In some districts of Maharashtra, tehsil level milk producers unions have worked successfully. The actual
organizational structure should only take into account, the special regional and other local factories affecting the
growth of the co- operatives, ownership of the dairies, price control on milk and milk products etc.
Fishery co-operatives
Fisheries co-operatives are the organization of fishermen formed with specific purpose of improving their
economic conditions through improved collection, rationalization of the distribution system and stabilization of
prices. In other words, such co-operatives render comprehensive economic assistance to the vast unorganized
community of fishermen who have long been exploited by the middlemen and traders.
Functions :
• They undertake grading, preservation, storage, trans port and processing of fish and thereby ensure them
a reasonable margin of profit to the fishermen.
• They also supply necessary inputs like nets, ropes, oil and other requirements to the members on
economical terms so that the capacity of the fishermen to secure larger catches IS Improved.
• They may also regulate fish markets where fair prices could be through action and regulation of
marketing and long -term contracts with organized buying institutions.

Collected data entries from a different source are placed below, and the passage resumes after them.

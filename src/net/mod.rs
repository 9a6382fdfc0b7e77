use std::{borrow::Borrow, fmt};

pub mod client;
pub mod endpoint;
pub mod error;
pub mod frame;
pub mod wire;

pub use error::Error;

/// A single block of a multi-frame message.
pub type Frame = Vec<u8>;

/// An ordered multi-frame message.
pub type Frames = Vec<Frame>;

pub const FRONTEND_PORT: u16 = 5555;
pub const BACKEND_PORT: u16 = 5556;

/// Opaque routing identity of a peer connected to a [`endpoint::Router`].
///
/// Displayed as lowercase hex so it can be logged.
#[derive(Clone, PartialEq, Eq, Hash)]
pub struct Address(Vec<u8>);

impl Address {
    pub fn as_bytes(&self) -> &[u8] {
        &self.0
    }

    pub fn into_frame(self) -> Frame {
        self.0
    }
}

impl From<Vec<u8>> for Address {
    fn from(bytes: Vec<u8>) -> Self {
        Self(bytes)
    }
}

impl From<&[u8]> for Address {
    fn from(bytes: &[u8]) -> Self {
        Self(bytes.to_vec())
    }
}

impl Borrow<[u8]> for Address {
    fn borrow(&self) -> &[u8] {
        &self.0
    }
}

impl fmt::Display for Address {
    fn fmt(&self, f: &mut fmt::Formatter<'_>) -> fmt::Result {
        for byte in &self.0 {
            write!(f, "{:02x}", byte)?;
        }
        Ok(())
    }
}

impl fmt::Debug for Address {
    fn fmt(&self, f: &mut fmt::Formatter<'_>) -> fmt::Result {
        write!(f, "Address({})", self)
    }
}
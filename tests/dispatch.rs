use std::{future::pending, net::SocketAddr, time::Duration};

use photon_relay::{
    broker::Broker,
    config::{Config, DeliveryMode},
    net::{
        client::Client,
        frame::FrameRecvStream,
        wire::{MessageKind, PhotonBatch, Request, Response},
        Error,
    },
    worker::{
        direct::DirectServer,
        session::Session,
        sim::Loopback,
        sink::{read_run, FileStorage},
        WorkerAgent,
    },
};
use tokio::{
    net::TcpListener,
    sync::oneshot,
    task::JoinHandle,
    time::{sleep, timeout},
};

const WAIT: Duration = Duration::from_secs(10);

fn photons(event_id: u32, n: usize) -> PhotonBatch {
    let ramp = |offset: f32| -> Vec<f32> {
        (0..n).map(|i| i as f32 + offset).collect()
    };
    PhotonBatch {
        event_id,
        pos: [ramp(0.0), ramp(0.0), ramp(0.0)],
        dir: [ramp(0.5), ramp(0.5), ramp(0.5)],
        pol: [ramp(1.0), ramp(0.0), ramp(0.0)],
        wavelength: ramp(420.0),
        time: ramp(3.0),
        flags: vec![0; n],
    }
}

fn localhost() -> SocketAddr {
    "127.0.0.1:0".parse().unwrap()
}

fn config(broker: SocketAddr) -> Config {
    Config::builder()
        .frontend_addr(localhost())
        .backend_addr(localhost())
        .broker_addr(broker)
        .heartbeat_interval(Duration::from_millis(100))
        .heartbeat_liveness(3)
        .retry_after(Duration::from_millis(50))
        .build()
}

type Task = JoinHandle<Result<(), Error>>;

async fn start_broker() -> (SocketAddr, SocketAddr, Task) {
    let broker = Broker::bind(&config(localhost())).await.unwrap();
    let addrs = (broker.frontend_addr(), broker.backend_addr());
    (addrs.0, addrs.1, tokio::spawn(broker.run_until(pending::<()>())))
}

fn start_worker(config: &Config, channels: usize) -> Task {
    let session = Session::from_config(
        config,
        Loopback::new(channels),
        FileStorage::new(&config.output_dir),
    );
    tokio::spawn(WorkerAgent::new(config, session).run_until(pending::<()>()))
}

async fn client(addr: SocketAddr) -> Client {
    Client::connect(addr).await.unwrap().with_timeout(WAIT)
}

/// Sends `request` until some worker has registered and answers it.
async fn request_when_ready(
    client: &mut Client,
    request: &Request,
) -> Response {
    timeout(WAIT, async {
        loop {
            match client.request(request).await.unwrap() {
                Response::NoWorkers => sleep(Duration::from_millis(20)).await,
                reply => return reply,
            }
        }
    })
    .await
    .unwrap()
}

fn channels(reply: Response) -> usize {
    match reply {
        Response::DetectorInfo(info) => info.channels(),
        other => panic!("unexpected {:?}", other),
    }
}

#[tokio::test]
async fn sync_request_travels_through_broker_and_worker() {
    let (frontend, backend, broker) = start_broker().await;
    let worker = start_worker(&config(backend), 4);

    let mut client = client(frontend).await;
    let request = Request::PhotonData(photons(42, 6));
    match request_when_ready(&mut client, &request).await {
        Response::SimComplete { event_id, hits } => {
            assert_eq!(event_id, 42);
            assert_eq!(hits.channel, vec![0, 1, 2, 3, 0, 1]);
            assert_eq!(hits.wavelength[5], 425.0);
        }
        other => panic!("unexpected {:?}", other),
    }

    let info = client.request(&Request::DetectorInfo).await.unwrap();
    assert_eq!(channels(info), 4);
    assert_eq!(
        client.request(&Request::Ping).await.unwrap(),
        Response::Ack
    );

    worker.abort();
    broker.abort();
}

#[tokio::test]
async fn async_run_is_acknowledged_and_written_to_disk() {
    let dir = tempfile::tempdir().unwrap();
    let (frontend, backend, broker) = start_broker().await;
    let config = Config::builder()
        .broker_addr(backend)
        .heartbeat_interval(Duration::from_millis(100))
        .flush_threshold(2)
        .output_dir(dir.path())
        .mode(DeliveryMode::Async)
        .build();
    let worker = start_worker(&config, 3);

    let mut client = client(frontend).await;
    let begin = Request::RunBegin {
        name: "/data/photons/run9.root".into(),
    };
    assert_eq!(request_when_ready(&mut client, &begin).await, Response::Ack);
    for id in 0..3 {
        assert_eq!(
            client
                .request(&Request::PhotonData(photons(id, id as usize + 1)))
                .await
                .unwrap(),
            Response::SimCompleteAsync { event_id: id }
        );
    }
    assert_eq!(
        client.request(&Request::RunEnd).await.unwrap(),
        Response::Ack
    );

    let run = read_run(&dir.path().join("run9.hits")).unwrap();
    assert_eq!(run.detector.channels(), 3);
    assert_eq!(run.schema.len(), 10);
    let ids: Vec<u32> = run
        .batches
        .iter()
        .flat_map(|b| b.event_id.iter().copied())
        .collect();
    assert_eq!(ids, vec![0, 1, 2]);
    assert_eq!(run.batches.len(), 2);
    assert_eq!(run.batches[1].channel[0], vec![0, 1, 2]);

    worker.abort();
    broker.abort();
}

#[tokio::test]
async fn silent_broker_triggers_reconnect_and_a_fresh_ready() {
    let listener = TcpListener::bind(localhost()).await.unwrap();
    let config = Config::builder()
        .broker_addr(listener.local_addr().unwrap())
        .heartbeat_interval(Duration::from_millis(30))
        .heartbeat_liveness(2)
        .reconnect_attempts(3)
        .retry_after(Duration::from_millis(10))
        .build();
    let worker = start_worker(&config, 1);

    let (first, _) = timeout(WAIT, listener.accept()).await.unwrap().unwrap();
    let mut first = FrameRecvStream::new(first);
    let ready = timeout(WAIT, first.recv()).await.unwrap().unwrap();
    assert_eq!(ready, vec![MessageKind::Ready.frame()]);

    // never answer; the worker must give up and open another connection
    let (second, _) = timeout(WAIT, listener.accept()).await.unwrap().unwrap();
    let mut second = FrameRecvStream::new(second);
    let ready = timeout(WAIT, second.recv()).await.unwrap().unwrap();
    assert_eq!(ready, vec![MessageKind::Ready.frame()]);

    worker.abort();
}

#[tokio::test]
async fn worker_resumes_serving_after_broker_restart() {
    let broker = Broker::bind(&config(localhost())).await.unwrap();
    let frontend = broker.frontend_addr();
    let backend = broker.backend_addr();
    let (stop_tx, stop_rx) = oneshot::channel::<()>();
    let first = tokio::spawn(broker.run_until(stop_rx));

    let config = Config::builder()
        .broker_addr(backend)
        .heartbeat_interval(Duration::from_millis(50))
        .heartbeat_liveness(2)
        .reconnect_attempts(5)
        .retry_after(Duration::from_millis(20))
        .output_dir(std::env::temp_dir())
        .build();
    let worker = start_worker(&config, 2);

    let mut before = client(frontend).await;
    let info = request_when_ready(&mut before, &Request::DetectorInfo).await;
    assert_eq!(channels(info), 2);

    stop_tx.send(()).unwrap();
    timeout(WAIT, first).await.unwrap().unwrap().unwrap();

    // the old listeners close as their tasks wind down
    let restart = Config::builder()
        .frontend_addr(frontend)
        .backend_addr(backend)
        .heartbeat_interval(Duration::from_millis(50))
        .heartbeat_liveness(2)
        .build();
    let broker = timeout(WAIT, async {
        loop {
            match Broker::bind(&restart).await {
                Ok(broker) => return broker,
                Err(_) => sleep(Duration::from_millis(10)).await,
            }
        }
    })
    .await
    .unwrap();
    let second = tokio::spawn(broker.run_until(pending::<()>()));

    let mut after = client(frontend).await;
    let info = request_when_ready(&mut after, &Request::DetectorInfo).await;
    assert_eq!(channels(info), 2);
    assert!(!worker.is_finished());

    worker.abort();
    second.abort();
}

#[tokio::test]
async fn worker_without_retries_terminates() {
    let unused = {
        let listener = TcpListener::bind(localhost()).await.unwrap();
        listener.local_addr().unwrap()
    };
    let config = Config::builder()
        .broker_addr(unused)
        .heartbeat_interval(Duration::from_millis(20))
        .heartbeat_liveness(1)
        .reconnect_attempts(0)
        .build();
    let session = Session::from_config(
        &config,
        Loopback::new(1),
        FileStorage::new(std::env::temp_dir()),
    );

    let agent = WorkerAgent::new(&config, session);
    let result = timeout(WAIT, agent.run_until(pending::<()>()))
        .await
        .unwrap();
    assert!(matches!(
        result,
        Err(Error::ReconnectExhausted { attempts: 0 })
    ));
}

#[tokio::test]
async fn direct_server_answers_without_a_broker() {
    let session = Session::new(
        DeliveryMode::Sync,
        Loopback::new(5),
        FileStorage::new(std::env::temp_dir()),
        10,
    );
    let server = DirectServer::bind(localhost(), session).await.unwrap();
    let addr = server.local_addr();
    let (stop_tx, stop_rx) = oneshot::channel::<()>();
    let handle = tokio::spawn(server.run_until(stop_rx));

    let mut client = client(addr).await;
    assert_eq!(client.request(&Request::Ping).await.unwrap(), Response::Ack);
    let info = client.request(&Request::DetectorInfo).await.unwrap();
    assert_eq!(channels(info), 5);
    match client
        .request(&Request::PhotonData(photons(8, 2)))
        .await
        .unwrap()
    {
        Response::SimComplete { event_id, hits } => {
            assert_eq!(event_id, 8);
            assert_eq!(hits.len(), 2);
        }
        other => panic!("unexpected {:?}", other),
    }
    assert_eq!(
        client
            .request_frames(vec![b"WARP".to_vec()])
            .await
            .unwrap(),
        Response::UnknownRequest.encode()
    );

    stop_tx.send(()).unwrap();
    timeout(WAIT, handle).await.unwrap().unwrap().unwrap();
}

Though the main and central objectives of a fisher men's co-operative is considered to be the production
catching and marketing of fish, it was noticed that many of these co-operatives have diversified their operations
and have taken up a variety of connected and ancillary activities.
These activities are broadly classified as under.
1. Supply of fishing requirements such as nylon yarn nets and gears, coal tar and paints, spare parts of
vessels, floats, engine oil and lubricants etc.
2. Construction and repair of boats and its subsequent sale to members and/or sometimes to others.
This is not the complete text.